● **ACTION ITEM**
Retype every entry exactly, down to the last character.

● **Stored data**
○ ○ ○ ○

//! OpenAI Assistants v2 implementation of [`AssistantBackend`].

use async_trait::async_trait;
use futures::StreamExt;
use reqwest::header::{HeaderMap, HeaderValue, ACCEPT};
use serde::Deserialize;
use tracing::debug;

use super::events::{decode_frame, Decoded, RunEvent};
use super::types::{RunRef, ThreadMessage, ToolOutput};
use super::{AssistantBackend, RunEventStream};
use crate::config::{AssistantConfig, ProxyConfig};
use crate::error::{RelayError, Result};
use crate::http::{bearer_headers, build_client, status_to_error, SseDecoder};

const BETA_HEADER: &str = "openai-beta";
const BETA_VALUE: &str = "assistants=v2";

pub struct OpenAiAssistants {
    client: reqwest::Client,
    api_key: String,
    base_url: String,
}

impl OpenAiAssistants {
    pub fn new(config: &AssistantConfig, proxy: Option<&ProxyConfig>) -> Result<Self> {
        Ok(Self::with_client(build_client(proxy)?, config))
    }

    pub fn with_client(client: reqwest::Client, config: &AssistantConfig) -> Self {
        Self {
            client,
            api_key: config.api_key.clone(),
            base_url: config.base_url.trim_end_matches('/').to_string(),
        }
    }

    fn headers(&self) -> HeaderMap {
        let mut headers = bearer_headers(&self.api_key);
        headers.insert(BETA_HEADER, HeaderValue::from_static(BETA_VALUE));
        headers
    }

    async fn post(
        &self,
        path: &str,
        body: &serde_json::Value,
        headers: HeaderMap,
    ) -> Result<reqwest::Response> {
        let resp = self
            .client
            .post(format!("{}{}", self.base_url, path))
            .headers(headers)
            .json(body)
            .send()
            .await?;

        let status = resp.status().as_u16();
        if !resp.status().is_success() {
            let body_text = resp.text().await.unwrap_or_default();
            return Err(status_to_error(status, &body_text));
        }
        Ok(resp)
    }

    async fn post_json(&self, path: &str, body: &serde_json::Value) -> Result<reqwest::Response> {
        self.post(path, body, self.headers()).await
    }

    async fn open_stream(&self, path: &str, body: serde_json::Value) -> Result<RunEventStream> {
        let mut headers = self.headers();
        headers.insert(ACCEPT, HeaderValue::from_static("text/event-stream"));
        let resp = self.post(path, &body, headers).await?;
        Ok(run_event_stream(resp))
    }
}

/// Turn a streaming response into normalised run events.
///
/// The sequence ends after `done`, after any terminal event, or with a single
/// `Failed` when the transport breaks or a payload cannot be decoded.
fn run_event_stream(resp: reqwest::Response) -> RunEventStream {
    let byte_stream = resp.bytes_stream();

    let stream = async_stream::stream! {
        let mut decoder = SseDecoder::new();
        futures::pin_mut!(byte_stream);

        'read: loop {
            let (frames, ended) = match byte_stream.next().await {
                Some(Ok(chunk)) => (decoder.push(&chunk), false),
                Some(Err(e)) => {
                    yield RunEvent::Failed { reason: RelayError::Network(e).to_string() };
                    break 'read;
                }
                None => (decoder.finish().into_iter().collect::<Vec<_>>(), true),
            };

            for frame in frames {
                debug!(event = %frame.event, "assistant stream event");
                match decode_frame(&frame) {
                    Ok(Decoded::Done) => break 'read,
                    Ok(Decoded::Events(events)) => {
                        for event in events {
                            let terminal = event.is_terminal();
                            yield event;
                            if terminal {
                                break 'read;
                            }
                        }
                    }
                    Err(e) => {
                        let err = RelayError::Stream(format!(
                            "malformed {} event: {e}",
                            frame.event
                        ));
                        tracing::warn!(
                            category = ?err.category(),
                            error = %err,
                            "assistant stream broken"
                        );
                        yield RunEvent::Failed { reason: err.to_string() };
                        break 'read;
                    }
                }
            }

            if ended {
                break 'read;
            }
        }
    };

    Box::pin(stream)
}

#[async_trait]
impl AssistantBackend for OpenAiAssistants {
    async fn create_thread(&self, message: &ThreadMessage) -> Result<String> {
        debug!("creating assistant thread");
        let resp = self
            .post_json("/threads", &serde_json::json!({ "messages": [message] }))
            .await?;
        let thread: ThreadObject = resp.json().await?;
        Ok(thread.id)
    }

    async fn append_message(&self, thread_id: &str, message: &ThreadMessage) -> Result<()> {
        debug!(thread_id, "appending message to thread");
        self.post_json(
            &format!("/threads/{thread_id}/messages"),
            &serde_json::to_value(message)?,
        )
        .await?;
        Ok(())
    }

    async fn stream_run(&self, thread_id: &str, assistant_id: &str) -> Result<RunEventStream> {
        debug!(thread_id, assistant_id, "starting streamed run");
        self.open_stream(
            &format!("/threads/{thread_id}/runs"),
            serde_json::json!({ "assistant_id": assistant_id, "stream": true }),
        )
        .await
    }

    async fn submit_tool_outputs(
        &self,
        run: &RunRef,
        outputs: &[ToolOutput],
    ) -> Result<RunEventStream> {
        debug!(
            thread_id = %run.thread_id,
            run_id = %run.run_id,
            outputs = outputs.len(),
            "submitting tool outputs"
        );
        self.open_stream(
            &format!(
                "/threads/{}/runs/{}/submit_tool_outputs",
                run.thread_id, run.run_id
            ),
            serde_json::json!({ "tool_outputs": outputs, "stream": true }),
        )
        .await
    }
}

#[derive(Deserialize)]
struct ThreadObject {
    id: String,
}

○ ○ ○ ○

● **ANSWER FOR THE TASK**
//! OpenAI Assistants v2 implementation of [`AssistantBackend`].

use async_trait::async_trait;
use futures::StreamExt;
use reqwest::header::{HeaderMap, HeaderValue, ACCEPT};
use serde::Deserialize;
use tracing::debug;

use super::events::{decode_frame, Decoded, RunEvent};
use super::types::{RunRef, ThreadMessage, ToolOutput};
use super::{AssistantBackend, RunEventStream};
use crate::config::{AssistantConfig, ProxyConfig};
use crate::error::{RelayError, Result};
use crate::http::{bearer_headers, build_client, status_to_error, SseDecoder};

const BETA_HEADER: &str = "openai-beta";
const BETA_VALUE: &str = "assistants=v2";

pub struct OpenAiAssistants {
    client: reqwest::Client,
    api_key: String,
    base_url: String,
}

impl OpenAiAssistants {
    pub fn new(config: &AssistantConfig, proxy: Option<&ProxyConfig>) -> Result<Self> {
        Ok(Self::with_client(build_client(proxy)?, config))
    }

    pub fn with_client(client: reqwest::Client, config: &AssistantConfig) -> Self {
        Self {
            client,
            api_key: config.api_key.clone(),
            base_url: config.base_url.trim_end_matches('/').to_string(),
        }
    }

    fn headers(&self) -> HeaderMap {
        let mut headers = bearer_headers(&self.api_key);
        headers.insert(BETA_HEADER, HeaderValue::from_static(BETA_VALUE));
        headers
    }

    async fn post(
        &self,
        path: &str,
        body: &serde_json::Value,
        headers: HeaderMap,
    ) -> Result<reqwest::Response> {
        let resp = self
            .client
            .post(format!("{}{}", self.base_url, path))
            .headers(headers)
            .json(body)
            .send()
            .await?;

        let status = resp.status().as_u16();
        if !resp.status().is_success() {
            let body_text = resp.text().await.unwrap_or_default();
            return Err(status_to_error(status, &body_text));
        }
        Ok(resp)
    }

    async fn post_json(&self, path: &str, body: &serde_json::Value) -> Result<reqwest::Response> {
        self.post(path, body, self.headers()).await
    }

    async fn open_stream(&self, path: &str, body: serde_json::Value) -> Result<RunEventStream> {
        let mut headers = self.headers();
        headers.insert(ACCEPT, HeaderValue::from_static("text/event-stream"));
        let resp = self.post(path, &body, headers).await?;
        Ok(run_event_stream(resp))
    }
}

/// Turn a streaming response into normalised run events.
///
/// The sequence ends after `done`, after any terminal event, or with a single
/// `Failed` when the transport breaks or a payload cannot be decoded.
fn run_event_stream(resp: reqwest::Response) -> RunEventStream {
    let byte_stream = resp.bytes_stream();

    let stream = async_stream::stream! {
        let mut decoder = SseDecoder::new();
        futures::pin_mut!(byte_stream);

        'read: loop {
            let (frames, ended) = match byte_stream.next().await {
                Some(Ok(chunk)) => (decoder.push(&chunk), false),
                Some(Err(e)) => {
                    yield RunEvent::Failed { reason: RelayError::Network(e).to_string() };
                    break 'read;
                }
                None => (decoder.finish().into_iter().collect::<Vec<_>>(), true),
            };

            for frame in frames {
                debug!(event = %frame.event, "assistant stream event");
                match decode_frame(&frame) {
                    Ok(Decoded::Done) => break 'read,
                    Ok(Decoded::Events(events)) => {
                        for event in events {
                            let terminal = event.is_terminal();
                            yield event;
                            if terminal {
                                break 'read;
                            }
                        }
                    }
                    Err(e) => {
                        let err = RelayError::Stream(format!(
                            "malformed {} event: {e}",
                            frame.event
                        ));
                        tracing::warn!(
                            category = ?err.category(),
                            error = %err,
                            "assistant stream broken"
                        );
                        yield RunEvent::Failed { reason: err.to_string() };
                        break 'read;
                    }
                }
            }

            if ended {
                break 'read;
            }
        }
    };

    Box::pin(stream)
}

#[async_trait]
impl AssistantBackend for OpenAiAssistants {
    async fn create_thread(&self, message: &ThreadMessage) -> Result<String> {
        debug!("creating assistant thread");
        let resp = self
            .post_json("/threads", &serde_json::json!({ "messages": [message] }))
            .await?;
        let thread: ThreadObject = resp.json().await?;
        Ok(thread.id)
    }

    async fn append_message(&self, thread_id: &str, message: &ThreadMessage) -> Result<()> {
        debug!(thread_id, "appending message to thread");
        self.post_json(
            &format!("/threads/{thread_id}/messages"),
            &serde_json::to_value(message)?,
        )
        .await?;
        Ok(())
    }

    async fn stream_run(&self, thread_id: &str, assistant_id: &str) -> Result<RunEventStream> {
        debug!(thread_id, assistant_id, "starting streamed run");
        self.open_stream(
            &format!("/threads/{thread_id}/runs"),
            serde_json::json!({ "assistant_id": assistant_id, "stream": true }),
        )
        .await
    }

    async fn submit_tool_outputs(
        &self,
        run: &RunRef,
        outputs: &[ToolOutput],
    ) -> Result<RunEventStream> {
        debug!(
            thread_id = %run.thread_id,
            run_id = %run.run_id,
            outputs = outputs.len(),
            "submitting tool outputs"
        );
        self.open_stream(
            &format!(
                "/threads/{}/runs/{}/submit_tool_outputs",
                run.thread_id, run.run_id
            ),
            serde_json::json!({ "tool_outputs": outputs, "stream": true }),
        )
        .await
    }
}

#[derive(Deserialize)]
struct ThreadObject {
    id: String,
}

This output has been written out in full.